A presidência da União Europeia emitiu ontem um comunicado em que afirma que levou em conta a necessidade de proteger a privacidade dos cidadãos ao criar uma proposta que obriga os operadores de telecomunicações a guardarem os dados de tráfego por um período entre 12 a 24 meses.



Este comunicado surge em resposta à divulgação pela organização europeia de defesa dos direitos civis Statewatch de que a União Europeia aprovaria, dentro em breve, leis sobre a retenção dos dados de tráfego das telecomunicações e o acesso a esses dados.



Os elementos afirmaram que a presidência dinamarquesa da União Europeia estava a elaborar uma proposta para a introdução de leis sobre esse tipo de retenção, que obrigariam os fornecedores de serviços de telecomunicações a guardar os dados de tráfego por um período máximo de dois anos, a armazenar a informação em bases de dados centralizados para depois ser disponibilizada a todos os Estados-membros.
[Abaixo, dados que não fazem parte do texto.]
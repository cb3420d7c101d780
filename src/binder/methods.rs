//! Method catalog and overload resolution.

use crate::{
    ast::Expr,
    binder::{BindContext, Bound, BoundKind},
    error::{ParseError, ParseResult},
    types::Type,
};

/// A resolved catalog method. Type-carrying variants hold their resolved target.
#[derive(Debug, Clone, PartialEq)]
pub enum Method {
    // Sequence methods
    Contains,
    OfType(Type),
    Cast(Type),
    First,
    FirstOrDefault,
    Last,
    LastOrDefault,
    Single,
    SingleOrDefault,
    Where,
    Select,
    OrderBy,
    OrderByDescending,
    Skip,
    Take,
    Reverse,
    Any,
    All,
    Count,
    Sum,
    Min,
    Max,
    Average,

    // String methods
    StringContains,
    StartsWith,
    EndsWith,
    IndexOf,
    ToUpper,
    ToLower,
    Trim,
}

impl Method {
    /// True when the first argument is evaluated once per element with `it` rebound.
    pub fn takes_lambda(&self) -> bool {
        matches!(
            self,
            Method::First
                | Method::FirstOrDefault
                | Method::Last
                | Method::LastOrDefault
                | Method::Single
                | Method::SingleOrDefault
                | Method::Where
                | Method::Select
                | Method::OrderBy
                | Method::OrderByDescending
                | Method::Any
                | Method::All
                | Method::Count
                | Method::Sum
                | Method::Min
                | Method::Max
                | Method::Average
        )
    }
}

/// One candidate signature together with the value it stands for.
#[derive(Debug, Clone)]
pub struct Overload<T> {
    pub params: Vec<Type>,
    pub value: T,
}

impl<T> Overload<T> {
    pub fn new(params: Vec<Type>, value: T) -> Self {
        Overload { params, value }
    }
}

#[derive(Debug, Clone, Copy, PartialEq, Eq)]
pub enum OverloadError {
    NoneApplicable,
    Ambiguous,
}

/// True when converting `arg` to `t1` is better than converting it to `t2`.
fn better_conversion(arg: &Type, t1: &Type, t2: &Type) -> bool {
    if t1 == t2 || arg == t2 {
        return false;
    }
    arg == t1 || t1.is_better_target_than(t2)
}

fn is_applicable<T>(candidate: &Overload<T>, args: &[Type]) -> bool {
    candidate.params.len() == args.len()
        && args
            .iter()
            .zip(&candidate.params)
            .all(|(arg, param)| arg.converts_to(param))
}

/// Picks the candidate that is at least as good as every other applicable candidate
/// on every argument.
pub fn resolve_overload<'c, T>(
    candidates: &'c [Overload<T>],
    args: &[Type],
) -> Result<&'c Overload<T>, OverloadError> {
    let applicable: Vec<&Overload<T>> = candidates
        .iter()
        .filter(|candidate| is_applicable(candidate, args))
        .collect();
    if applicable.is_empty() {
        return Err(OverloadError::NoneApplicable);
    }

    let not_worse = |a: &Overload<T>, b: &Overload<T>| {
        args.iter()
            .enumerate()
            .all(|(i, arg)| !better_conversion(arg, &b.params[i], &a.params[i]))
    };
    let mut best = applicable.iter().filter(|a| {
        applicable
            .iter()
            .all(|b| std::ptr::eq(**a, *b) || not_worse(**a, *b))
    });

    match (best.next(), best.next()) {
        (Some(winner), None) => Ok(*winner),
        _ => Err(OverloadError::Ambiguous),
    }
}

/// `T` and `T?` candidates for each numeric kind, mapped through `result`.
pub(crate) fn numeric_overloads(arity: usize, result: impl Fn(&Type) -> Type) -> Vec<Overload<Type>> {
    let mut candidates = Vec::new();
    for kind in [Type::Int32, Type::Int64, Type::Decimal, Type::Double] {
        for ty in [kind.clone(), kind.nullable()] {
            candidates.push(Overload::new(vec![ty.clone(); arity], result(&ty)));
        }
    }
    candidates
}

fn sum_overloads() -> Vec<Overload<Type>> {
    numeric_overloads(1, Type::clone)
}

fn average_overloads() -> Vec<Overload<Type>> {
    numeric_overloads(1, |ty| {
        let result = match ty.non_nullable() {
            Type::Decimal => Type::Decimal,
            _ => Type::Double,
        };
        if ty.is_value_type() {
            result
        } else {
            result.nullable()
        }
    })
}

const SEQUENCE_METHODS: [(&str, SequenceMethod); 23] = [
    ("Contains", SequenceMethod::Contains),
    ("OfType", SequenceMethod::OfType),
    ("Cast", SequenceMethod::Cast),
    ("First", SequenceMethod::Element(ElementKind::First, false)),
    ("FirstOrDefault", SequenceMethod::Element(ElementKind::First, true)),
    ("Last", SequenceMethod::Element(ElementKind::Last, false)),
    ("LastOrDefault", SequenceMethod::Element(ElementKind::Last, true)),
    ("Single", SequenceMethod::Element(ElementKind::Single, false)),
    ("SingleOrDefault", SequenceMethod::Element(ElementKind::Single, true)),
    ("Where", SequenceMethod::Where),
    ("Select", SequenceMethod::Select),
    ("OrderBy", SequenceMethod::OrderBy(true)),
    ("OrderByDescending", SequenceMethod::OrderBy(false)),
    ("Skip", SequenceMethod::Partition(true)),
    ("Take", SequenceMethod::Partition(false)),
    ("Reverse", SequenceMethod::Reverse),
    ("Any", SequenceMethod::Any),
    ("All", SequenceMethod::All),
    ("Count", SequenceMethod::Count),
    ("Sum", SequenceMethod::Aggregate(Aggregate::Sum)),
    ("Min", SequenceMethod::Aggregate(Aggregate::Min)),
    ("Max", SequenceMethod::Aggregate(Aggregate::Max)),
    ("Average", SequenceMethod::Aggregate(Aggregate::Average)),
];

#[derive(Clone, Copy)]
enum ElementKind {
    First,
    Last,
    Single,
}

#[derive(Clone, Copy)]
enum Aggregate {
    Sum,
    Min,
    Max,
    Average,
}

#[derive(Clone, Copy)]
enum SequenceMethod {
    Contains,
    OfType,
    Cast,
    Element(ElementKind, bool),
    Where,
    Select,
    OrderBy(bool),
    Partition(bool),
    Reverse,
    Any,
    All,
    Count,
    Aggregate(Aggregate),
}

fn string_overloads(name: &str) -> Option<Vec<Overload<Method>>> {
    let candidates = match name {
        "Contains" => vec![
            Overload::new(vec![Type::String], Method::StringContains),
            Overload::new(vec![Type::Char], Method::StringContains),
        ],
        "StartsWith" => vec![Overload::new(vec![Type::String], Method::StartsWith)],
        "EndsWith" => vec![Overload::new(vec![Type::String], Method::EndsWith)],
        "IndexOf" => vec![
            Overload::new(vec![Type::String], Method::IndexOf),
            Overload::new(vec![Type::Char], Method::IndexOf),
        ],
        "ToUpper" => vec![Overload::new(vec![], Method::ToUpper)],
        "ToLower" => vec![Overload::new(vec![], Method::ToLower)],
        "Trim" => vec![Overload::new(vec![], Method::Trim)],
        _ => return None,
    };
    Some(candidates)
}

const STRING_METHODS: [&str; 7] = [
    "Contains",
    "StartsWith",
    "EndsWith",
    "IndexOf",
    "ToUpper",
    "ToLower",
    "Trim",
];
Segundo a presidência dinamarquesa, esses rumores baseiam-se em "graves mal-entendidos". Esta entidade afirma no comunicado que apresentou em Junho deste ano ao Conselho de Ministros da UE uma proposta sobre medidas relacionadas com as tecnologias da informação com vista à investigação e condenação judicial do crime organizado.



A proposta, que foi publicado no site do Conselho em Julho, contém um apelo para que num futuro a curto prazo sejam implementadas leis compulsórias que aproximariam as normas dos diferentes Estados-membros sobre a obrigação dos fornecedores de serviços de telecomunicações de guardarem dados relativos a particulares, de forma a garantir que esse tipo de dados esteja acessível quando for importante para uma investigação criminal.



A Presidência assegura que a proposta não contém nenhuma indicação detalhada sobre quais devam ser as referidas normas comuns, salientando, no entanto, que estas leis devem implementar-se "tendo em conta a protecção da privacidade e dos dados pessoais reconhecidos na legislação comunitária".



A proposta dinamarquesa está a ser estudada por um grupo de peritos do Conselho e não é provável que esteja concluída para aprovação antes do mês de Novembro, refere o comunicado.